13.2. Geostrophic Balance

One very common horizontal force balance is the geostrophic balance. Flows in the atmosphere are often over large enough temporal and spatial scales that bring the Coriolis force into play. In the upper-levels (i.e., generally above 700 hPa) when the flow is basically straight (i.e., not strongly curved) the atmosphere can be approximated to be in geostrophic balance. The balance is between the pressure gradient (height gradient) force and the Coriolis force (Fig. 13.2) and can be written algebraically for a constant height surface as,

\[ \begin{align}\begin{aligned} 0 = -\frac{1}{\rho}\frac{\Delta p}{\Delta x} + f v_g\\0 = -\frac{1}{\rho}\frac{\Delta p}{\Delta y} - f u_g \end{aligned}\end{align} \]

where the subscript \(g\) signifies the geostrophic wind. Note how we also choose to separate the wind into \(u_g\) and \(v_g\) components, symbolizing west/east and south/north flow respectively. We can rewrite the right-hand side of the force balance for geopotential height as,

\[ \begin{align}\begin{aligned} 0 = -g\frac{\Delta z}{\Delta x} + f v_g\\0 = -g\frac{\Delta z}{\Delta y} - f u_g \end{aligned}\end{align} \]

where \(g\Delta z = \Delta \Phi\) and is known as geopotential height. Solving for \(v_g\) and \(u_g\) yields an equation for the geostrophic wind on a constant pressure surface,

\[ \begin{align}\begin{aligned} v_g = \frac{g}{f}\frac{\Delta z}{\Delta x}\\u_g = -\frac{g}{f}\frac{\Delta z}{\Delta y} \end{aligned}\end{align} \]

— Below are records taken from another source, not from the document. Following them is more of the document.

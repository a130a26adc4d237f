//! `json-validator`: syntax check with the position of the first error.
//!
//! An invalid document is a successful execution whose result says
//! `valid: false`; only a non-text input is rejected.

use serde_json::{Value, json};

use super::json_type_name;
use crate::config::ResolvedConfig;
use crate::error::Result;
use crate::module::ExecuteOptions;

pub(super) const OPERATIONS: &[&str] = &["validate"];

pub(super) fn run(input: Value, _options: &ExecuteOptions, _config: &ResolvedConfig) -> Result<Value> {
    let text = match input {
        Value::String(text) => text,
        // Already structured, so it parsed somewhere upstream.
        other => {
            return Ok(json!({ "valid": true, "type": json_type_name(&other) }));
        }
    };

    match serde_json::from_str::<Value>(&text) {
        Ok(doc) => Ok(json!({ "valid": true, "type": json_type_name(&doc) })),
        Err(e) => {
            let message = e.to_string();
            // serde_json appends " at line L column C"; keep only the reason.
            let reason = message
                .rsplit_once(" at line ")
                .map(|(head, _)| head.to_owned())
                .unwrap_or(message);
            Ok(json!({
                "valid": false,
                "error": {
                    "line": e.line(),
                    "column": e.column(),
                    "message": reason,
                }
            }))
        }
    }
}

#[cfg(test)]
mod tests {
    use super::*;

    fn validate(input: Value) -> Value {
        run(input, &ExecuteOptions::new("validate"), &ResolvedConfig::default()).unwrap()
    }

    #[test]
    fn valid_document() {
        let out = validate(json!(r#"{"ok": [1, 2, 3]}"#));
        assert_eq!(out["valid"], true);
        assert_eq!(out["type"], "object");
        assert!(out.get("error").is_none());
    }

    #[test]
    fn reports_error_position() {
        let out = validate(json!("{\n  \"a\": 1,\n  \"b\": \n}"));
        assert_eq!(out["valid"], false);
        assert_eq!(out["error"]["line"], 4);
        assert!(out["error"]["column"].as_u64().unwrap() >= 1);
        assert!(!out["error"]["message"].as_str().unwrap().contains("at line"));
    }

    #[test]
    fn empty_input_is_invalid() {
        let out = validate(json!(""));
        assert_eq!(out["valid"], false);
    }

    #[test]
    fn structured_input_is_valid() {
        let out = validate(json!([1, 2]));
        assert_eq!(out["valid"], true);
        assert_eq!(out["type"], "array");
    }
}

Fig. 13.2 Demonstration of geostrophic balance with example force balance diagram and annotated figure elements.

Example Geostrophic Wind Calculation

Having these equations are great, but what can we do with them? We can use them to calculate the values of the wind components by using the geopotential height gradient, the Coriolis parameter, and the value of gravity. We’ll use the values from the illustration in Figure 13.2 to obtain our values and complete our calculation.

Note

Be careful when setting up calculations to be sure that you are doing your differencing in the same way. If you don’t, then you can end up with a sign error (e.g., a negative when you should be getting a positive).

\(u_g\) Calculation

\[\Delta z\ (\text{y-direction})\ = \ 8880\ m\ - \ 9240\ m\ = \ - 360\ m\]

\[\Delta y\ = \ 500 \cdot 1000\ m\ - \ 0\ m\ = \ 500000\ m\]

\[g = 9.81\ m\ s^{- 2}\]

\[u_{g} = - \frac{9.81\ m\ s^{- 2}}{10^{- 4}\ s^{- 1}}\frac{- 360\ m}{500000\ m} = 70.6\ m\ s^{- 1}\]

\(v_g\) Calculation

\[\Delta z\ (\text{x-direction})\ = \ 9000\ m\ - \ 9000\ m\ = \ 0\ m\]

\[v_{g} = \frac{9.81\ m\ s^{- 2}}{10^{- 4}\ s^{- 1}}\frac{0\ m}{500000\ m} = 0\ m\ s^{- 1}\]

This is because there is no change in the geopotential height values in the x-direction.